Listed records =>
= = = =

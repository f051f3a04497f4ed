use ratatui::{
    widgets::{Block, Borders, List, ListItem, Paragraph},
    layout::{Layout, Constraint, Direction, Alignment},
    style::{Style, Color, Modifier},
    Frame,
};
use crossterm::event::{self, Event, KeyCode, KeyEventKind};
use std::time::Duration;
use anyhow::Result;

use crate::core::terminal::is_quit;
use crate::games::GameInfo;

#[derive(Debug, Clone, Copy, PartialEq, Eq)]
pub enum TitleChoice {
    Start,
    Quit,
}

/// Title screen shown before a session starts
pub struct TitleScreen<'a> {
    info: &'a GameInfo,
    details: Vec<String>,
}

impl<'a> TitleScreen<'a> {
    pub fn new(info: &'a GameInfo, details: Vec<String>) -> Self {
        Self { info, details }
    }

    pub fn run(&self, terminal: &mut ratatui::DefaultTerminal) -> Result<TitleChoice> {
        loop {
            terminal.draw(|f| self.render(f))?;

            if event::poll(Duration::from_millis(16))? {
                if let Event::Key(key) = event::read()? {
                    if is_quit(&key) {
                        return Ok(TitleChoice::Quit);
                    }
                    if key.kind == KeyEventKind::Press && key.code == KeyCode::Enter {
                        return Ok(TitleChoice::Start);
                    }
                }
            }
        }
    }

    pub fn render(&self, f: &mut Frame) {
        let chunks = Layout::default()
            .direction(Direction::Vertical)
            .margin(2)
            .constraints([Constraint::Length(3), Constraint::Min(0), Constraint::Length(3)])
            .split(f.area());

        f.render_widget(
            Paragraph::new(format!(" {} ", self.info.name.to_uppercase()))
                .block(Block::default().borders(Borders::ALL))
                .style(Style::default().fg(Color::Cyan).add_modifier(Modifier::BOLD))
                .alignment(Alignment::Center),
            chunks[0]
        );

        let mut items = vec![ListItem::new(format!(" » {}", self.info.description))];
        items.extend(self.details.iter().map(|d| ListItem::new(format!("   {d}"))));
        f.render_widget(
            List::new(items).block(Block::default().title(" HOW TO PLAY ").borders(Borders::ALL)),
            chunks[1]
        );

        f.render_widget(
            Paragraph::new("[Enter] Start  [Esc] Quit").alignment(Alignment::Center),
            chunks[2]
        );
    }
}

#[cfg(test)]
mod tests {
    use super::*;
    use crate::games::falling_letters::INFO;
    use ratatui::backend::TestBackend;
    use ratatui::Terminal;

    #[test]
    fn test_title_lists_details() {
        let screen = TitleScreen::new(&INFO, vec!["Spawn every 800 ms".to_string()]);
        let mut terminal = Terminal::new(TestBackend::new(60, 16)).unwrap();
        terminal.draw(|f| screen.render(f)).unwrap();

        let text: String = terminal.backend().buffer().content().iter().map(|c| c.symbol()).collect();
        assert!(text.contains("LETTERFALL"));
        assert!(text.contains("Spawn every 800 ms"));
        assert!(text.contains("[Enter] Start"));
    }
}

= = = =

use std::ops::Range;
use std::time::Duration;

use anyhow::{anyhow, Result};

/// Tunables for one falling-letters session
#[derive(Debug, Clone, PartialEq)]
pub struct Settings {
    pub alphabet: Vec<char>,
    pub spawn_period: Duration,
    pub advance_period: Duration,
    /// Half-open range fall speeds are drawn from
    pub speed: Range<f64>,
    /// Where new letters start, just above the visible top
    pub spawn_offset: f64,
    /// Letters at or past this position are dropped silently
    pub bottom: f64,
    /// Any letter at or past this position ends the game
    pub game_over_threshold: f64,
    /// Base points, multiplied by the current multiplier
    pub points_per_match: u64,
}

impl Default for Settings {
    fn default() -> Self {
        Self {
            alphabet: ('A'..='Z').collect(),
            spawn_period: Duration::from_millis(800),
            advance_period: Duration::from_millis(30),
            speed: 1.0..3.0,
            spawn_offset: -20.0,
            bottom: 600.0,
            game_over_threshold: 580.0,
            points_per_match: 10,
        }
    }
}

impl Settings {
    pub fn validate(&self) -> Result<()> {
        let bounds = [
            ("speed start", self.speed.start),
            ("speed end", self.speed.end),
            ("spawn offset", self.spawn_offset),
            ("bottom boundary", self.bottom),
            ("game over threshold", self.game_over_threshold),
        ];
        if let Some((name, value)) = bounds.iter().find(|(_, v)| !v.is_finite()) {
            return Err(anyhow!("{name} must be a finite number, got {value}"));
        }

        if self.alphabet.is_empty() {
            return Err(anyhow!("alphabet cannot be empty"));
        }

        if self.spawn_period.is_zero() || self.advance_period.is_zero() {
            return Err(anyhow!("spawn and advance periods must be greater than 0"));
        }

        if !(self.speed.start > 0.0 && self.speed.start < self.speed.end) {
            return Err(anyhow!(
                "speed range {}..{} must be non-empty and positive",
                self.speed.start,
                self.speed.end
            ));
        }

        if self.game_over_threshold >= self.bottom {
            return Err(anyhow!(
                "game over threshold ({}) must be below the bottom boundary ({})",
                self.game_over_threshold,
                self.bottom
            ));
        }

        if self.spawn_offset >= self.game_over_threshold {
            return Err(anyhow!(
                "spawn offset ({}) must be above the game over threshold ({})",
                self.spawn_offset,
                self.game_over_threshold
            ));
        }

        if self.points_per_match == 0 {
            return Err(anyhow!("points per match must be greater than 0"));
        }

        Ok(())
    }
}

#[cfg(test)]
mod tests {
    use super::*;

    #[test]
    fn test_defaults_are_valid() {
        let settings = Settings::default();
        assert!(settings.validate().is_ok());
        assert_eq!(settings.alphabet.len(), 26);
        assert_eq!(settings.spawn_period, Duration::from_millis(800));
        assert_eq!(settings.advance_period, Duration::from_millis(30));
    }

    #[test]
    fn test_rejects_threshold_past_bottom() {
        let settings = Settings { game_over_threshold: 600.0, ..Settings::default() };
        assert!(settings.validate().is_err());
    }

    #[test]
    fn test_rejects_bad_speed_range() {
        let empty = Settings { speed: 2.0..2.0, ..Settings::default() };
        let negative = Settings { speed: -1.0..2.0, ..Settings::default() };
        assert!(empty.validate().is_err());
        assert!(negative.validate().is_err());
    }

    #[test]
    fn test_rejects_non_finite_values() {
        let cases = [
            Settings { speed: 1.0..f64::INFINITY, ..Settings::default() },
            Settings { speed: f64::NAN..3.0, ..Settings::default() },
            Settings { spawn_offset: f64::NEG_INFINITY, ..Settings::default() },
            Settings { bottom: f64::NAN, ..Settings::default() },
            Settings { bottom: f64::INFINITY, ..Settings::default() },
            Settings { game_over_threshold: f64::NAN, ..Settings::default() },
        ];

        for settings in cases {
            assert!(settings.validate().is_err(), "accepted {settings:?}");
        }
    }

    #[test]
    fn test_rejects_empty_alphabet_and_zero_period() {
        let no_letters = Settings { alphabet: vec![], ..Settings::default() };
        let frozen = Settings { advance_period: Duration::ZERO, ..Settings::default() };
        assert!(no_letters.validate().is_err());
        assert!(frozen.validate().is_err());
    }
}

= = = =

Exercise brief =>
Could you set down, word for word, only the lines above from the line with "repository f051f3a04497f4ed" to the line with "use anyhow::Result;", including both?

Exercise answer =>
repository f051f3a04497f4ed
use ratatui::{
    widgets::{Block, Borders, List, ListItem, Paragraph},
    layout::{Layout, Constraint, Direction, Alignment},
    style::{Style, Color, Modifier},
    Frame,
};
use crossterm::event::{self, Event, KeyCode, KeyEventKind};
use std::time::Duration;
use anyhow::Result;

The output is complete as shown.